Demo marker contains unguarded use of `__FILE__`

[achabense]

Version/Branch of Dear ImGui:

Version 1.92.2b

Back-ends:

imgui_impl_win32.cpp + imgui_impl_dx9.cpp (and so on)

Compiler, OS:

MSVC (and so on)

Full config/build information:

No response

Details:

imgui/imgui_demo.cpp

Line 291 in a1632c6

#define IMGUI_DEMO_MARKER(section) do { if (GImGuiDemoMarkerCallback != NULL) GImGuiDemoMarkerCallback(__FILE__, __LINE__, section, GImGuiDemoMarkerCallbackUserData); } while (0)

Demo marker introduces the only explicit use of __FILE__ in the imgui library. This makes users calling ShowDemoWindow() at larger risk of exposing their absolute path in the program (especially in release mode), as __FILE__ is expanded to absolute path by default. For example, I find my local path (including private username) being compiled into exe if I compile example/example_win32_directx9 (arbitrarily chosen) in release mode.

There are many ways to prevent the absolute path - there is IMGUI_DISABLE_DEMO_WINDOWS in the library, and there are compiler options to change __FILE__ to relative path (*). However, it adds more risk for users that are unaware of this problem.

Some ideas:

1. Make this an opt-in block, i.e. #ifdef-guarded by macro that's configurable in "imconfig.h", and ideally add a comment warning about __FILE__ being absolute path by default, so only users that actually need this feature have to think about this.
2. Or replace __FILE__ with "imgui_demo.cpp" directly (I'm not familiar with the workings of GImGuiDemoMarkerCallback, so maybe this doesn't work and is not an option.)

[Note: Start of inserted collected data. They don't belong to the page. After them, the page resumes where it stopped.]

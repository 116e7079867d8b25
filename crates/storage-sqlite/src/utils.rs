//! Column conversion helpers shared by the repositories.

use log::warn;
use rust_decimal::Decimal;
use std::str::FromStr;

/// Parses a decimal stored as text. Unreadable values become zero.
pub fn parse_decimal_column(column: &str, raw: &str) -> Decimal {
    Decimal::from_str(raw).unwrap_or_else(|e| {
        warn!("Unreadable decimal '{}' in column {}: {}", raw, column, e);
        Decimal::ZERO
    })
}
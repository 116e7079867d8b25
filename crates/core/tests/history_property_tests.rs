//! Property-based tests for snapshot retention, trends, goals and export.

use chrono::{NaiveDate, NaiveTime, Utc};
use marginwatch_core::exchange::{export_bundle, parse_bundle};
use marginwatch_core::goals::{goal_progress, Goal};
use marginwatch_core::positions::{DebtCategory, DebtItem, PositionState};
use marginwatch_core::risk::Leverage;
use marginwatch_core::snapshots::{apply_retention, Snapshot, SnapshotKey};
use marginwatch_core::trends::wave_analysis;
use proptest::prelude::*;
use rust_decimal::Decimal;
use std::collections::HashMap;

// =============================================================================
// Generators
// =============================================================================

fn base_date() -> NaiveDate {
    NaiveDate::from_ymd_opt(2024, 1, 1).unwrap()
}

fn snapshot(key: SnapshotKey, net_worth: Decimal) -> Snapshot {
    let time = key.time.unwrap_or(NaiveTime::MIN);
    Snapshot {
        key,
        timestamp: key.date.and_time(time).and_utc().timestamp(),
        net_worth,
        gross_assets: net_worth,
        total_debt: Decimal::ZERO,
        local_market_value: Decimal::ZERO,
        foreign_market_value: Decimal::ZERO,
        crypto_market_value: Decimal::ZERO,
        local_cash: Decimal::ZERO,
        foreign_cash: Decimal::ZERO,
        crypto_cash: Decimal::ZERO,
        total_pnl: Decimal::ZERO,
        total_pnl_percent: Decimal::ZERO,
        leverage: Leverage::default(),
        local_utilization: Decimal::ZERO,
        foreign_utilization: Decimal::ZERO,
        crypto_utilization: Decimal::ZERO,
    }
}

/// A capture: day offset from the base date and second of day.
fn arb_capture() -> impl Strategy<Value = (u64, u32)> {
    (0u64..6, 0u32..86_400)
}

fn arb_net_worth() -> impl Strategy<Value = Decimal> {
    (-1_000_000i64..10_000_000).prop_map(|cents| Decimal::new(cents, 2))
}

// =============================================================================
// Property Tests
// =============================================================================

proptest! {
    #![proptest_config(ProptestConfig::with_cases(100))]

    /// After any sequence of in-order captures, past dates hold one compacted
    /// entry, today holds at most five, and keys ascend.
    #[test]
    fn prop_retention_invariants(mut captures in proptest::collection::vec(arb_capture(), 1..40)) {
        captures.sort();
        let mut series = Vec::new();
        let mut today = base_date();
        for (offset, second) in captures {
            today = base_date() + chrono::Days::new(offset);
            let time = NaiveTime::from_num_seconds_from_midnight_opt(second, 0).unwrap();
            series = apply_retention(series, snapshot(SnapshotKey::intraday(today, time), Decimal::ONE), today);
        }

        let mut per_date: HashMap<NaiveDate, usize> = HashMap::new();
        for s in &series {
            *per_date.entry(s.key.date).or_default() += 1;
            if s.key.date != today {
                prop_assert!(s.key.is_compacted());
            }
        }
        for (date, count) in per_date {
            if date == today {
                prop_assert!(count <= 5);
            } else {
                prop_assert_eq!(count, 1);
            }
        }
        prop_assert!(series.windows(2).all(|w| w[0].key < w[1].key));
    }

    /// Current position always lies within [0, 100].
    #[test]
    fn prop_wave_position_bounded(values in proptest::collection::vec(arb_net_worth(), 1..30)) {
        let series: Vec<Snapshot> = values
            .iter()
            .enumerate()
            .map(|(i, v)| snapshot(SnapshotKey::compacted(base_date() + chrono::Days::new(i as u64)), *v))
            .collect();
        let wave = wave_analysis(&series).unwrap();
        prop_assert!(wave.current_position >= Decimal::ZERO);
        prop_assert!(wave.current_position <= Decimal::ONE_HUNDRED);
        if wave.high == wave.low {
            prop_assert_eq!(wave.current_position, Decimal::from(50));
        }
    }

    /// Progress is bounded and reaches 100 exactly when the goal is met.
    #[test]
    fn prop_goal_progress_bounded(target in 1i64..100_000_000, current in arb_net_worth()) {
        let goal = Goal {
            id: "g".to_string(),
            name: "g".to_string(),
            target_amount: Decimal::from(target),
            deadline: None,
            created_at: Utc::now(),
            achieved_at: None,
        };
        let progress = goal_progress(&goal, current);
        prop_assert!(progress.progress >= Decimal::ZERO);
        prop_assert!(progress.progress <= Decimal::ONE_HUNDRED);
        prop_assert_eq!(progress.achieved, progress.progress == Decimal::ONE_HUNDRED);
    }

    /// Export then import reproduces the position store.
    #[test]
    fn prop_export_import_round_trip(
        balances in proptest::collection::vec((1i64..100_000_000, 0i64..1_000_000), 0..6),
        cash in arb_net_worth(),
    ) {
        let mut state = PositionState::default();
        for (i, (balance, payment)) in balances.into_iter().enumerate() {
            state.upsert_debt(DebtItem {
                id: format!("d{}", i),
                name: format!("Debt {}", i),
                category: DebtCategory::Personal,
                principal: Decimal::new(balance, 2),
                balance: Decimal::new(balance, 2),
                monthly_payment: Decimal::new(payment, 2),
                annual_rate: Decimal::new(35, 1),
            });
        }
        state.settings.local_cash = cash;

        let bundle = export_bundle(state.clone(), Vec::new(), Vec::new(), Utc::now());
        let json = serde_json::to_string(&bundle).unwrap();
        let parsed = parse_bundle(&json).unwrap();
        prop_assert_eq!(parsed.state, state);
    }
}
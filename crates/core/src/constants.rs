use rust_decimal::Decimal;
use rust_decimal_macros::dec;

/// Loan-to-cost ratio applied to exchange margin purchases of local equities.
pub const MARGIN_LOAN_RATIO: Decimal = dec!(0.6);

/// Margin calls trigger once market value falls to 130% of the loan.
pub const LIQUIDATION_THRESHOLD: Decimal = dec!(1.30);

/// Maintenance rate (%) below which a margin position is flagged.
pub const DANGER_MAINTENANCE_RATE: Decimal = dec!(140);

/// Distance to liquidation (%) below which a position is flagged.
pub const DANGER_LIQUIDATION_DISTANCE: Decimal = dec!(10);

/// Display value for saturated leverage (non-positive equity with open exposure).
pub const LEVERAGE_SENTINEL: Decimal = dec!(999);

/// Maximum number of intraday snapshots kept for the current date.
pub const MAX_INTRADAY_SNAPSHOTS: usize = 5;

/// Snapshots are captured at or after this hour (after market close).
pub const CAPTURE_AFTER_HOUR: u32 = 16;

/// Snapshots are captured before this hour (pre-market).
pub const CAPTURE_BEFORE_HOUR: u32 = 9;

/// Decimal precision for stored aggregates
pub const DECIMAL_PRECISION: u32 = 6;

See also: libsdl-org/SDL#14290

(*) It's still not enough to prevent all absolute paths... I see another absolute path in the exe (the .pdb file)...

[kjm99d]

IMGUI_DEMO_MARKER lives only in imgui_demo.cpp, and the callback defaults to NULL, so nothing is shown on screen unless someone opts in.

Keeping the demo in release builds will naturally embed its debug strings which is why we normally suggest defining IMGUI_DISABLE_DEMO_WINDOWS or dropping imgui_demo.cpp for shipping builds.

Maybe a short comment or optional macro around the marker could make this clearer,
but I wouldn't treat it as a core bug.

[achabense]

so nothing is shown on screen unless someone opts in.

I mean the absolute path is brought to exe. The screenshot is gotten by searching path in the release binary.

Keeping the demo in release builds will naturally embed its debug strings ...

But it's because demo functions use IMGUI_DEMO_MARKER and IMGUI_DEMO_MARKER uses __FILE__. This will not happen if IMGUI_DEMO_MARKER is expanded to ((void)0) by default.

[achabense]

Also, I think it's not a good idea to have GImGuiDemoMarkerCallback rely on __FILE__ being absolute path. It makes a dependency that the original project / source file shouldn't be removed...

And if the users already avoid this dependency intentionally, then idea-2 (replace __FILE__ with "imgui_demo.cpp" (*)) may be a better choice.

(*): or even don't introduce file name/path at all - let GImGuiDemoMarkerCallback itself decide where to find file.